Saved data entries
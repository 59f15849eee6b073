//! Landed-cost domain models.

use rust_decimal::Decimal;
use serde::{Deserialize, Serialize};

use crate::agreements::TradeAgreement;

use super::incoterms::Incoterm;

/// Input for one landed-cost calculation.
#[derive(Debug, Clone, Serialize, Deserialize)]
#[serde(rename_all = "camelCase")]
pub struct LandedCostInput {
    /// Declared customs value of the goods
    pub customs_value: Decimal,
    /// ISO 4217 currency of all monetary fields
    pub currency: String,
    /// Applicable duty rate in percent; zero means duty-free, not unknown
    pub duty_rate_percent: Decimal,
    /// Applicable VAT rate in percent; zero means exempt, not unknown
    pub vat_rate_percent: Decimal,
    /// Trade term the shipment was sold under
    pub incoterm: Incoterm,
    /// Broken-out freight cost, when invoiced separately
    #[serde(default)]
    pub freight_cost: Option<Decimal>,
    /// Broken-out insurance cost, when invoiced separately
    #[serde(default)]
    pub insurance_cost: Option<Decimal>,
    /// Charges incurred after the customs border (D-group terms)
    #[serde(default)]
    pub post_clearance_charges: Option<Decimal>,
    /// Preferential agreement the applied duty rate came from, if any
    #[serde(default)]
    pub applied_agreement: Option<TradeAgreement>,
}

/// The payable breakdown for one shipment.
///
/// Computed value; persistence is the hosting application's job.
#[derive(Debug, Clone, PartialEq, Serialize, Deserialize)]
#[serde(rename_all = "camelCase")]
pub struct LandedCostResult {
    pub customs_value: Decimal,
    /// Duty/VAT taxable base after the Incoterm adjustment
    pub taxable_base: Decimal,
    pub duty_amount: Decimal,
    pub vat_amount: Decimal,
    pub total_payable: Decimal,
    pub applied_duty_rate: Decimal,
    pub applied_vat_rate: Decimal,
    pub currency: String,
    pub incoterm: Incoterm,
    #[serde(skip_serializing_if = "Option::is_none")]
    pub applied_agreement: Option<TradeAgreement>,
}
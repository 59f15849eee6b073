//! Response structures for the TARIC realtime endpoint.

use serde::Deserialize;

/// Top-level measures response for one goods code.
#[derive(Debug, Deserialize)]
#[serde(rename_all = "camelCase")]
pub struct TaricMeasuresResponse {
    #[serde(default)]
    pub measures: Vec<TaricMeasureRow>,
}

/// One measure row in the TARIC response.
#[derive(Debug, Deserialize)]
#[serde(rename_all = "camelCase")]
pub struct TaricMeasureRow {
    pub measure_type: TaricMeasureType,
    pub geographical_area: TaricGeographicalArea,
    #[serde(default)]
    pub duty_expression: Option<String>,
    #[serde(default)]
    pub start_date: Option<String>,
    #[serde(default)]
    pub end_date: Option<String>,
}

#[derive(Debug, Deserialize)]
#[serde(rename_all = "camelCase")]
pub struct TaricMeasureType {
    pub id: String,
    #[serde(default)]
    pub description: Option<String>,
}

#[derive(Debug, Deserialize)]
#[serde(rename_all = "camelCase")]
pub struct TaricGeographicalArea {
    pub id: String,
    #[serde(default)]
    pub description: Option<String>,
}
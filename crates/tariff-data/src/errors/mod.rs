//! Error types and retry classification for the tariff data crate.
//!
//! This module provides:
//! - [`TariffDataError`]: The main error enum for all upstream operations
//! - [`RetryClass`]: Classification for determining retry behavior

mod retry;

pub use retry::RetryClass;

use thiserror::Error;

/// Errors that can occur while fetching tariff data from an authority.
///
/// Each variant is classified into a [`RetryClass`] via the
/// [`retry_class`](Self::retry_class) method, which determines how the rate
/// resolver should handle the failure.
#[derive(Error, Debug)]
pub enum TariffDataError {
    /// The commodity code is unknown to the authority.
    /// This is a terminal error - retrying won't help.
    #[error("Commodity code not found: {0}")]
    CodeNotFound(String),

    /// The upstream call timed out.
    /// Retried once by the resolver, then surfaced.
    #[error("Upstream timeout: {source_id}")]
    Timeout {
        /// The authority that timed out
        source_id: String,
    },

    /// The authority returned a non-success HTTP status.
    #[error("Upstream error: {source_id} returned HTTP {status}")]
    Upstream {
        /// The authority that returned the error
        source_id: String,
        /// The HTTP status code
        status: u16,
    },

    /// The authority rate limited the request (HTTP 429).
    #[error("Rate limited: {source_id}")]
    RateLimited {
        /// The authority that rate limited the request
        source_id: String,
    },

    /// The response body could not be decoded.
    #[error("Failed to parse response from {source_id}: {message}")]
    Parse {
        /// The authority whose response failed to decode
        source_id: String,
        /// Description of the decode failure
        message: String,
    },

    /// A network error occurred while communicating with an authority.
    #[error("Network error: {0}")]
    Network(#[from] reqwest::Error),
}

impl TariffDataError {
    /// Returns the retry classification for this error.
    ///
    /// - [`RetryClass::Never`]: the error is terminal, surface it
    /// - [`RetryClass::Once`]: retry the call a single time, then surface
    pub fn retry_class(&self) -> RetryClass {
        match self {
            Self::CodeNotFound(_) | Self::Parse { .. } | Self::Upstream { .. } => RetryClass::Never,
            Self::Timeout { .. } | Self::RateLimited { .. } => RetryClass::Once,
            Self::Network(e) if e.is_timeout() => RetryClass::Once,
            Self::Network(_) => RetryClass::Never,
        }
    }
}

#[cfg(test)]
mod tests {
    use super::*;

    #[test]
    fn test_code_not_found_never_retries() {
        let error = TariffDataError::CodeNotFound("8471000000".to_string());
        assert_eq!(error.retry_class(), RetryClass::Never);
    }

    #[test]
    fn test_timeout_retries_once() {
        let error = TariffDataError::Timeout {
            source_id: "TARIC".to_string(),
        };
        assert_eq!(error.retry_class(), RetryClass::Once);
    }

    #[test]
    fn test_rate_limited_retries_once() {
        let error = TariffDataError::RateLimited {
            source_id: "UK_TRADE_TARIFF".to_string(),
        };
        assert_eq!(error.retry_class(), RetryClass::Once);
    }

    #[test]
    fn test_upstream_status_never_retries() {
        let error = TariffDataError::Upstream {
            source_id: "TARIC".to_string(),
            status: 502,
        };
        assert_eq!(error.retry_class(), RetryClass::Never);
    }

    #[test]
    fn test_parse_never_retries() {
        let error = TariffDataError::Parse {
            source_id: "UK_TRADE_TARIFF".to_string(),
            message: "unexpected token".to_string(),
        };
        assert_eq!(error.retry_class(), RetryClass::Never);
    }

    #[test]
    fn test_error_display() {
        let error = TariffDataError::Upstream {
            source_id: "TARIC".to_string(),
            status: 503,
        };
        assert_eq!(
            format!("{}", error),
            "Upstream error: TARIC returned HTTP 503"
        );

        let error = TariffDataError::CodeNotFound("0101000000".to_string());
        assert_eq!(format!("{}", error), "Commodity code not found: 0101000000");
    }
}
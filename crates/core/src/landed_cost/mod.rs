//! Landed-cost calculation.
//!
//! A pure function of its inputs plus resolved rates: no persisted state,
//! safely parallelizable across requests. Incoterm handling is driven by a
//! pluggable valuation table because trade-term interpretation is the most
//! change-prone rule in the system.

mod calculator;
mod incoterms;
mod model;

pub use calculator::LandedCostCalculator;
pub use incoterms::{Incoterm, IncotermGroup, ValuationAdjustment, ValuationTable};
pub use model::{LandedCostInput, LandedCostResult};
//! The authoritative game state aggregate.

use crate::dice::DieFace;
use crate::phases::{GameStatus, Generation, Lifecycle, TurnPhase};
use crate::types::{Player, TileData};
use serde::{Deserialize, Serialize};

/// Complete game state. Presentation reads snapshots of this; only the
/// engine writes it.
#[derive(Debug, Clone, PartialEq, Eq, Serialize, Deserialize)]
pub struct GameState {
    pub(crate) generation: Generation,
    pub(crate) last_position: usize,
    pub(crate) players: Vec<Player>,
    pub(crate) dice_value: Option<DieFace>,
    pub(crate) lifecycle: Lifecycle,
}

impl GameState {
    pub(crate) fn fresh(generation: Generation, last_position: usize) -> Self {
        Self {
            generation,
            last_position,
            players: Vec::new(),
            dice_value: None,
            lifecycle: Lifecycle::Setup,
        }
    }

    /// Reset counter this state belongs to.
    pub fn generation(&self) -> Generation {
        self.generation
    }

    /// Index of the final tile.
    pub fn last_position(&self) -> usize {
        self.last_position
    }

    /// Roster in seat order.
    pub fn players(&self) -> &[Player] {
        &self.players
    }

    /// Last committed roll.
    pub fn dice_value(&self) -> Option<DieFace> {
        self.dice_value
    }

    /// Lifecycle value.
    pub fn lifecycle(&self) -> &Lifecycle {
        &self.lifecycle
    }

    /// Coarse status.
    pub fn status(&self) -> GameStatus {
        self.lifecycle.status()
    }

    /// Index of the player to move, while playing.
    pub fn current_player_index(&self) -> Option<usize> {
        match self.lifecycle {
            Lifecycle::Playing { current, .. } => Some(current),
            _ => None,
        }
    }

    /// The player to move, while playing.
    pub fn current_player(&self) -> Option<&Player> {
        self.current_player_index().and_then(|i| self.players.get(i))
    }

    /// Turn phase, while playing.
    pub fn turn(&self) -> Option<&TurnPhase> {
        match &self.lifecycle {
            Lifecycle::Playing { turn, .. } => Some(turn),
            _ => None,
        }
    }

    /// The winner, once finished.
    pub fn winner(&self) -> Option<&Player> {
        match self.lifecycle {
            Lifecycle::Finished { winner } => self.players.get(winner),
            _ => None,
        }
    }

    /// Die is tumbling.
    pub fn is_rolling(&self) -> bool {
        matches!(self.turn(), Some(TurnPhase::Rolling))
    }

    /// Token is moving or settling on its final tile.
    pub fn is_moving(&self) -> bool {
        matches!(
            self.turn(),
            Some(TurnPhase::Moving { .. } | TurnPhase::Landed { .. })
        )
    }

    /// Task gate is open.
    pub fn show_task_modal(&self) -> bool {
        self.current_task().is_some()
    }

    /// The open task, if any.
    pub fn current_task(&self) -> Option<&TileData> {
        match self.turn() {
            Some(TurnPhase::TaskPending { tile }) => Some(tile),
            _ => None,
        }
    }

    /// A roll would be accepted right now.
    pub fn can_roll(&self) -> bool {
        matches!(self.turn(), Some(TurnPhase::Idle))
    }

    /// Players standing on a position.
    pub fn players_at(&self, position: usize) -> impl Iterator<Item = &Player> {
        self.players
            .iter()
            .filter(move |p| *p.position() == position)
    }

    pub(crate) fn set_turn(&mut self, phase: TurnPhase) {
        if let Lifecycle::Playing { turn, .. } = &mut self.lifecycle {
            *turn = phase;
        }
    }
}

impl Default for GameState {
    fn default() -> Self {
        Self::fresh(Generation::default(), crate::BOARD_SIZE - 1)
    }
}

--

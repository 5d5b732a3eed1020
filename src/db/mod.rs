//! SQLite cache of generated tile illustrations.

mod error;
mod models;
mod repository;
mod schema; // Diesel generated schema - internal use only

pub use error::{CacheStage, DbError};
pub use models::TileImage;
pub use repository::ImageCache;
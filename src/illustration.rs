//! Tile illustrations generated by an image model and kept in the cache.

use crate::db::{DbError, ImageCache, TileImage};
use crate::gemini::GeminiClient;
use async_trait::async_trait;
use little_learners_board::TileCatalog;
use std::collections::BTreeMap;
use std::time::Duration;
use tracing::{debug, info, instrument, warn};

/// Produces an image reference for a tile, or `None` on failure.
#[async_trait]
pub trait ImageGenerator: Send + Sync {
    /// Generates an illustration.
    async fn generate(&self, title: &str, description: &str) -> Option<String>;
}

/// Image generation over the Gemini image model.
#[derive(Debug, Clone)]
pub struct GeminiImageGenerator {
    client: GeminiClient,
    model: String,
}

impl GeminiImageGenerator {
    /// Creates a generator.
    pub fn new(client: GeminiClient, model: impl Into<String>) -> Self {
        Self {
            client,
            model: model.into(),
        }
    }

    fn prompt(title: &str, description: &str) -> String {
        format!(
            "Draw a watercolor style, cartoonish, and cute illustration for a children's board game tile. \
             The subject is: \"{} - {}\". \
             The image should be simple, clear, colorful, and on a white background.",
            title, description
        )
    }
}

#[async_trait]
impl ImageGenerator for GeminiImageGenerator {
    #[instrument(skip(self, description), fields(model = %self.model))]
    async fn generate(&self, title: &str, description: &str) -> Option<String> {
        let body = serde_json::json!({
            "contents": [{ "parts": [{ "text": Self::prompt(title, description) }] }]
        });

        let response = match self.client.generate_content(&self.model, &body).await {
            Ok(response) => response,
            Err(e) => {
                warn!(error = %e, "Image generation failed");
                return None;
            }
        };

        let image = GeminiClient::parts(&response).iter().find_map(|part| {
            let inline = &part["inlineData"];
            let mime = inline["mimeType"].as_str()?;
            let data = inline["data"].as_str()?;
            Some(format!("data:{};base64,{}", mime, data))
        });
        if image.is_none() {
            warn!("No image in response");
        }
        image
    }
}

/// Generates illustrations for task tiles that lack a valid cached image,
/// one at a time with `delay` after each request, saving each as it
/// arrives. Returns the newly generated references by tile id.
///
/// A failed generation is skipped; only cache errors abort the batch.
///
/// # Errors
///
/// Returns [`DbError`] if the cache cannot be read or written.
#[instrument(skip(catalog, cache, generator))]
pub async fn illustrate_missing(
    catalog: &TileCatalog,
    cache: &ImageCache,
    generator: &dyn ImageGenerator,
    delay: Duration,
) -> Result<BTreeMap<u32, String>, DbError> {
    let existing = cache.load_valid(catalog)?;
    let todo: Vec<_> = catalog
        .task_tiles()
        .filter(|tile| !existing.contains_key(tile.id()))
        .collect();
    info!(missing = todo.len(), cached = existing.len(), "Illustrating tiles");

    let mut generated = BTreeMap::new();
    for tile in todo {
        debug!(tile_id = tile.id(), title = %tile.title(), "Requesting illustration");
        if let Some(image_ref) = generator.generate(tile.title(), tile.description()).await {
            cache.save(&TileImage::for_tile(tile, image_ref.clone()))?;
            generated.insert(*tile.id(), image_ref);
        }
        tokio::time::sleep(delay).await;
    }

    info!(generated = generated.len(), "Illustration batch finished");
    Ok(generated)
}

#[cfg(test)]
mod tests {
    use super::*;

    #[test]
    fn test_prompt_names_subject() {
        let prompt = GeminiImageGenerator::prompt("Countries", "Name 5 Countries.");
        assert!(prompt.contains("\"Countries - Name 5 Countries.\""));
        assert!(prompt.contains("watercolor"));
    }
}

**What needs to be done:** The required output is a copy of each line in the records where the string "instrument" occurs.

**Response area:**
use tracing::{debug, info, instrument, warn};
    #[instrument(skip(self, description), fields(model = %self.model))]
#[instrument(skip(catalog, cache, generator))]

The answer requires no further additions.